THE DATA Start Marker

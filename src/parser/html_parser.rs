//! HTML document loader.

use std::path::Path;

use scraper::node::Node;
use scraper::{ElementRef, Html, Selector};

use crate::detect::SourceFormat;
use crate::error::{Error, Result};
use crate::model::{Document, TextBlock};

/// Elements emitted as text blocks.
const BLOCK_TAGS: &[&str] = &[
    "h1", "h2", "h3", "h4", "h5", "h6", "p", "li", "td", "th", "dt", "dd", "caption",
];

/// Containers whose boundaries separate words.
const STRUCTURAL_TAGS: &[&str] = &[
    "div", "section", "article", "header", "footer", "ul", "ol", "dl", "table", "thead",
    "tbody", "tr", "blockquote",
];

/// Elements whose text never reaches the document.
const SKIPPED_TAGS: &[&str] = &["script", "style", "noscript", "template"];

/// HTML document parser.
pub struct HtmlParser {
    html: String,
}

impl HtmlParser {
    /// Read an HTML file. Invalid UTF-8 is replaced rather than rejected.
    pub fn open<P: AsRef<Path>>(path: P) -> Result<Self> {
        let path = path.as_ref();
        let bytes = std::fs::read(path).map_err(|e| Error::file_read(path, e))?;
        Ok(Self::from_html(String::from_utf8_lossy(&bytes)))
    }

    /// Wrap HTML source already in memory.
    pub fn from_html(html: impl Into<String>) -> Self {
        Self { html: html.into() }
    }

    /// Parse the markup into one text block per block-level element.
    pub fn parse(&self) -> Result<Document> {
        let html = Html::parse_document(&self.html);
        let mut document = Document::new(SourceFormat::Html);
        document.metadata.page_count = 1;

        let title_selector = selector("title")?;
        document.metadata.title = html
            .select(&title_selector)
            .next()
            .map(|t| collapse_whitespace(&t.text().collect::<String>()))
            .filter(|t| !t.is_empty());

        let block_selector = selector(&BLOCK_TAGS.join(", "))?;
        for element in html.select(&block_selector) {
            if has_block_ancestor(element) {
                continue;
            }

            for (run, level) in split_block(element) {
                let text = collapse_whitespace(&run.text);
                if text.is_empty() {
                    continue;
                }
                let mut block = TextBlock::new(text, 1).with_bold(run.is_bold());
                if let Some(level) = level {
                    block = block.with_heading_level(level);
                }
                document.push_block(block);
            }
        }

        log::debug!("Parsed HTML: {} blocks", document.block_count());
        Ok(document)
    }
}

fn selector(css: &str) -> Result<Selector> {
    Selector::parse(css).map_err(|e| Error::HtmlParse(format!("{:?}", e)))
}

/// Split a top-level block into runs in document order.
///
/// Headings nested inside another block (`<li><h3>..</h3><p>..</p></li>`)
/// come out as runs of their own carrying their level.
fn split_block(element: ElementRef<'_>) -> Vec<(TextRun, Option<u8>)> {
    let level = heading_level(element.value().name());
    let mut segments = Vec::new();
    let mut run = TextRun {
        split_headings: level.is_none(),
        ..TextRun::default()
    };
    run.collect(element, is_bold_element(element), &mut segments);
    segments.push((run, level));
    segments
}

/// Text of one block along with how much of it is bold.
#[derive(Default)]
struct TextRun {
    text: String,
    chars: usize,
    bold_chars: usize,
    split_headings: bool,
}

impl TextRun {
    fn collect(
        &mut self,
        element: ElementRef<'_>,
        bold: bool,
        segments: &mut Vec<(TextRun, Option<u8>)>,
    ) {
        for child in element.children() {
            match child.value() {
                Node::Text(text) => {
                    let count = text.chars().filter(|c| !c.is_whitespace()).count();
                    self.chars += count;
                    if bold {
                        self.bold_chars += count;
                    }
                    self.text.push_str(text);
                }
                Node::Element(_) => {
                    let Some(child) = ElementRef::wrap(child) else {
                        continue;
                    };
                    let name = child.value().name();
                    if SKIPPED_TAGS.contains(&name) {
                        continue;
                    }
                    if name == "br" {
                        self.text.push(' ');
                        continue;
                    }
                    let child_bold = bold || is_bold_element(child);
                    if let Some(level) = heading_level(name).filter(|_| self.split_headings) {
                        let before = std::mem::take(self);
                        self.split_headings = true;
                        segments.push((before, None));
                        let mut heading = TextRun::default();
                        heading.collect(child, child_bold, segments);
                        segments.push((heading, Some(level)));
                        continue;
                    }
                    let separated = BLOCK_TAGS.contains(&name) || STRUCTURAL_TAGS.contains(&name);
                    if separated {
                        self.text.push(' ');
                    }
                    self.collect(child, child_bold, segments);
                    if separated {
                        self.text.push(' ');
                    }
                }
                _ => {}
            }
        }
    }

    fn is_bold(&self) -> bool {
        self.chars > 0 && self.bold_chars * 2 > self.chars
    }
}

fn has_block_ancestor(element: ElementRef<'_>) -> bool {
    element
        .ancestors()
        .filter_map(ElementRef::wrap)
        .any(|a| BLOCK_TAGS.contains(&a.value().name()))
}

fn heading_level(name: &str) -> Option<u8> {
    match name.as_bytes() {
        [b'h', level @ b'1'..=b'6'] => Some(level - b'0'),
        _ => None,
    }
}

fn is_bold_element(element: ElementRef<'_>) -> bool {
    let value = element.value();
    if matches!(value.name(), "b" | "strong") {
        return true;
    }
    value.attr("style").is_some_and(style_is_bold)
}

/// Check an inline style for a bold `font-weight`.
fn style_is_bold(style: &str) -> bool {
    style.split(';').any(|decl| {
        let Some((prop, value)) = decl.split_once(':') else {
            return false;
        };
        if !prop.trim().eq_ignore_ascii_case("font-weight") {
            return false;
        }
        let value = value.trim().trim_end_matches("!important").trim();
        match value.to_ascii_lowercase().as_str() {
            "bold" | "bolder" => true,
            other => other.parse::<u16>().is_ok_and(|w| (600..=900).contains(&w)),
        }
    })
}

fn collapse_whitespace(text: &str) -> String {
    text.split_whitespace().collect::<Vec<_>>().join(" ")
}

THE DATA End Marker

| EXERCISE DESCRIPTION |
Extract, word for word, each line of the listing above.

| SOLUTION FOR THIS EXERCISE |
filename src/parser/html_parser.rs
//! HTML document loader.

use std::path::Path;

use scraper::node::Node;
use scraper::{ElementRef, Html, Selector};

use crate::detect::SourceFormat;
use crate::error::{Error, Result};
use crate::model::{Document, TextBlock};

/// Elements emitted as text blocks.
const BLOCK_TAGS: &[&str] = &[
    "h1", "h2", "h3", "h4", "h5", "h6", "p", "li", "td", "th", "dt", "dd", "caption",
];

/// Containers whose boundaries separate words.
const STRUCTURAL_TAGS: &[&str] = &[
    "div", "section", "article", "header", "footer", "ul", "ol", "dl", "table", "thead",
    "tbody", "tr", "blockquote",
];

/// Elements whose text never reaches the document.
const SKIPPED_TAGS: &[&str] = &["script", "style", "noscript", "template"];

/// HTML document parser.
pub struct HtmlParser {
    html: String,
}

impl HtmlParser {
    /// Read an HTML file. Invalid UTF-8 is replaced rather than rejected.
    pub fn open<P: AsRef<Path>>(path: P) -> Result<Self> {
        let path = path.as_ref();
        let bytes = std::fs::read(path).map_err(|e| Error::file_read(path, e))?;
        Ok(Self::from_html(String::from_utf8_lossy(&bytes)))
    }

    /// Wrap HTML source already in memory.
    pub fn from_html(html: impl Into<String>) -> Self {
        Self { html: html.into() }
    }

    /// Parse the markup into one text block per block-level element.
    pub fn parse(&self) -> Result<Document> {
        let html = Html::parse_document(&self.html);
        let mut document = Document::new(SourceFormat::Html);
        document.metadata.page_count = 1;

        let title_selector = selector("title")?;
        document.metadata.title = html
            .select(&title_selector)
            .next()
            .map(|t| collapse_whitespace(&t.text().collect::<String>()))
            .filter(|t| !t.is_empty());

        let block_selector = selector(&BLOCK_TAGS.join(", "))?;
        for element in html.select(&block_selector) {
            if has_block_ancestor(element) {
                continue;
            }

            for (run, level) in split_block(element) {
                let text = collapse_whitespace(&run.text);
                if text.is_empty() {
                    continue;
                }
                let mut block = TextBlock::new(text, 1).with_bold(run.is_bold());
                if let Some(level) = level {
                    block = block.with_heading_level(level);
                }
                document.push_block(block);
            }
        }

        log::debug!("Parsed HTML: {} blocks", document.block_count());
        Ok(document)
    }
}

fn selector(css: &str) -> Result<Selector> {
    Selector::parse(css).map_err(|e| Error::HtmlParse(format!("{:?}", e)))
}

/// Split a top-level block into runs in document order.
///
/// Headings nested inside another block (`<li><h3>..</h3><p>..</p></li>`)
/// come out as runs of their own carrying their level.
fn split_block(element: ElementRef<'_>) -> Vec<(TextRun, Option<u8>)> {
    let level = heading_level(element.value().name());
    let mut segments = Vec::new();
    let mut run = TextRun {
        split_headings: level.is_none(),
        ..TextRun::default()
    };
    run.collect(element, is_bold_element(element), &mut segments);
    segments.push((run, level));
    segments
}

/// Text of one block along with how much of it is bold.
#[derive(Default)]
struct TextRun {
    text: String,
    chars: usize,
    bold_chars: usize,
    split_headings: bool,
}

impl TextRun {
    fn collect(
        &mut self,
        element: ElementRef<'_>,
        bold: bool,
        segments: &mut Vec<(TextRun, Option<u8>)>,
    ) {
        for child in element.children() {
            match child.value() {
                Node::Text(text) => {
                    let count = text.chars().filter(|c| !c.is_whitespace()).count();
                    self.chars += count;
                    if bold {
                        self.bold_chars += count;
                    }
                    self.text.push_str(text);
                }
                Node::Element(_) => {
                    let Some(child) = ElementRef::wrap(child) else {
                        continue;
                    };
                    let name = child.value().name();
                    if SKIPPED_TAGS.contains(&name) {
                        continue;
                    }
                    if name == "br" {
                        self.text.push(' ');
                        continue;
                    }
                    let child_bold = bold || is_bold_element(child);
                    if let Some(level) = heading_level(name).filter(|_| self.split_headings) {
                        let before = std::mem::take(self);
                        self.split_headings = true;
                        segments.push((before, None));
                        let mut heading = TextRun::default();
                        heading.collect(child, child_bold, segments);
                        segments.push((heading, Some(level)));
                        continue;
                    }
                    let separated = BLOCK_TAGS.contains(&name) || STRUCTURAL_TAGS.contains(&name);
                    if separated {
                        self.text.push(' ');
                    }
                    self.collect(child, child_bold, segments);
                    if separated {
                        self.text.push(' ');
                    }
                }
                _ => {}
            }
        }
    }

    fn is_bold(&self) -> bool {
        self.chars > 0 && self.bold_chars * 2 > self.chars
    }
}

fn has_block_ancestor(element: ElementRef<'_>) -> bool {
    element
        .ancestors()
        .filter_map(ElementRef::wrap)
        .any(|a| BLOCK_TAGS.contains(&a.value().name()))
}

fn heading_level(name: &str) -> Option<u8> {
    match name.as_bytes() {
        [b'h', level @ b'1'..=b'6'] => Some(level - b'0'),
        _ => None,
    }
}

fn is_bold_element(element: ElementRef<'_>) -> bool {
    let value = element.value();
    if matches!(value.name(), "b" | "strong") {
        return true;
    }
    value.attr("style").is_some_and(style_is_bold)
}

/// Check an inline style for a bold `font-weight`.
fn style_is_bold(style: &str) -> bool {
    style.split(';').any(|decl| {
        let Some((prop, value)) = decl.split_once(':') else {
            return false;
        };
        if !prop.trim().eq_ignore_ascii_case("font-weight") {
            return false;
        }
        let value = value.trim().trim_end_matches("!important").trim();
        match value.to_ascii_lowercase().as_str() {
            "bold" | "bolder" => true,
            other => other.parse::<u16>().is_ok_and(|w| (600..=900).contains(&w)),
        }
    })
}

fn collapse_whitespace(text: &str) -> String {
    text.split_whitespace().collect::<Vec<_>>().join(" ")
}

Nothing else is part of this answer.